The Rosie Project dissected…

The Rosie Project by Graeme Simsion

Sometimes books come to you from others. Books you may not have thought to buy, or maybe haven’t even crossed your radar. The Rosie Project by Graeme Simsion is one of those books for me.

This book was a gift to me in more ways than one. I am a romance author and as such I wallow in genre books. I love them. Full on romance novels cheer me, take me away from the everyday, and can even make me forget the top horrifying news story of the day. That means a lot. (I get wound up over news over which I have no control. As a writer I am not alone in this.)
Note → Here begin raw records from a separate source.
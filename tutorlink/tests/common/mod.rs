//! Shared fixtures for the integration tests
#![allow(dead_code)]

use std::num::NonZeroU32;
use std::sync::Arc;

use tutorlink::config::ConfigBuilder;
use tutorlink::notifications::MemoryNotifier;
use tutorlink::prelude::*;

/// Engine over an in-memory store with a capturing notifier registered
pub struct TestEngine {
    pub engine: Tutorlink,
    pub notifier: Arc<MemoryNotifier>,
}

impl TestEngine {
    pub async fn new() -> Self {
        let config = ConfigBuilder::testing()
            .without_log_notifications()
            .build()
            .expect("testing config is valid");
        let engine = Tutorlink::new(config)
            .await
            .expect("Failed to create test engine");
        Self::wrap(engine).await
    }

    pub async fn with_store(store: Arc<dyn PairingStore>) -> Self {
        let config = ConfigBuilder::testing()
            .without_log_notifications()
            .build()
            .expect("testing config is valid");
        let engine = Tutorlink::with_store(config, store)
            .await
            .expect("Failed to create test engine");
        Self::wrap(engine).await
    }

    async fn wrap(engine: Tutorlink) -> Self {
        let notifier = Arc::new(MemoryNotifier::new());
        engine.dispatcher().register(notifier.clone()).await;
        Self { engine, notifier }
    }

    pub fn service(&self) -> &RelationshipService {
        self.engine.service()
    }

    pub async fn add_requester(&self, id: &str) -> UserId {
        self.engine
            .store()
            .create_user(User::requester(id, format!("Requester {}", id)))
            .await
            .expect("Failed to create requester");
        UserId::from(id)
    }

    pub async fn add_provider(&self, id: &str, subjects: &[&str], limit: u32) -> UserId {
        let profile = ProviderProfile::new(
            subjects.iter().map(|s| SubjectId::from(*s)),
            NonZeroU32::new(limit).expect("limit must be positive"),
        );
        self.engine
            .store()
            .create_user(User::provider(id, format!("Provider {}", id), profile))
            .await
            .expect("Failed to create provider");
        UserId::from(id)
    }

    /// Wait until every dispatched notification has been delivered
    pub async fn settle(&self) {
        self.engine.dispatcher().drain().await;
    }

    pub async fn accepted_count(&self, provider: &UserId) -> usize {
        self.engine
            .store()
            .count_accepted(provider)
            .await
            .expect("Failed to count accepted relationships")
    }

    pub async fn relationship_count(&self) -> usize {
        self.engine
            .store()
            .count_relationships(None)
            .await
            .expect("Failed to count relationships")
    }
}

pub fn subjects(ids: &[&str]) -> Vec<SubjectId> {
    ids.iter().map(|s| SubjectId::from(*s)).collect()
}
So when I opened The Rosie Project for a quick glance to see if I’d want to read the book before any others, I was thrilled to find myself chuckling out loud by the second paragraph.

The Rosie Project is a love story. But it is not genre in the same sense as romance novels or romantic suspense or historical romances are genre.

The difference for me is in the writing and in the voice of the protagonist.

In 159 words, I was caught by Simsion’s hero, a man so different from any other hero I’ve read that I couldn’t set this book aside for another time. I had to read it right away.

I may have found a solution to the Wife Problem. As with so many scientific breakthroughs, the answer was obvious in retrospect. But had it not been for a series of unscheduled events, it is unlikely I would have discovered it.

 

From the first sentence, the author has guaranteed that he may have found a solution to his problem. As a reader and writer of romance I want a guarantee of a happy ending. Was Simsion cognizant of the promise to his reader when he wrote his first line? Hard to say.  (There’s a part of me that’s jealous as hell if he was. It took me much longer than my debut novel to figure out the promise to readers on the first page, let alone the first line!)

The protagonist also admits in the first paragraph that he basically stumbled through a series of unscheduled events to find that happy ending. What is that if not a good story?

 The sequence was initiated by Gene insisting I give a lecture on Asperger’s syndrome that he had previously agreed to deliver himself. The timing was extremely annoying. The preparation could be time-shared with lunch consumption, but on the designated evening I had scheduled ninety-four minutes to clean my bathroom. I was faced with a choice of three options, none of them satisfactory.

 And this is where I burst into laughter and knew I would have to read this book before anything else in my to-be-read pile. Not only did the author answer a question I didn’t know I’d asked (why the protagonist sounds the way he does) but he goes on to give an example to prove this assertion. Our hero is on the Asperger’s scale.

Also, the reader has also been slyly advised of the world in which our characters live.

  1. Cleaning the bathroom after the lecture, resulting in loss of sleep with a consequent reduction in mental and physical performance.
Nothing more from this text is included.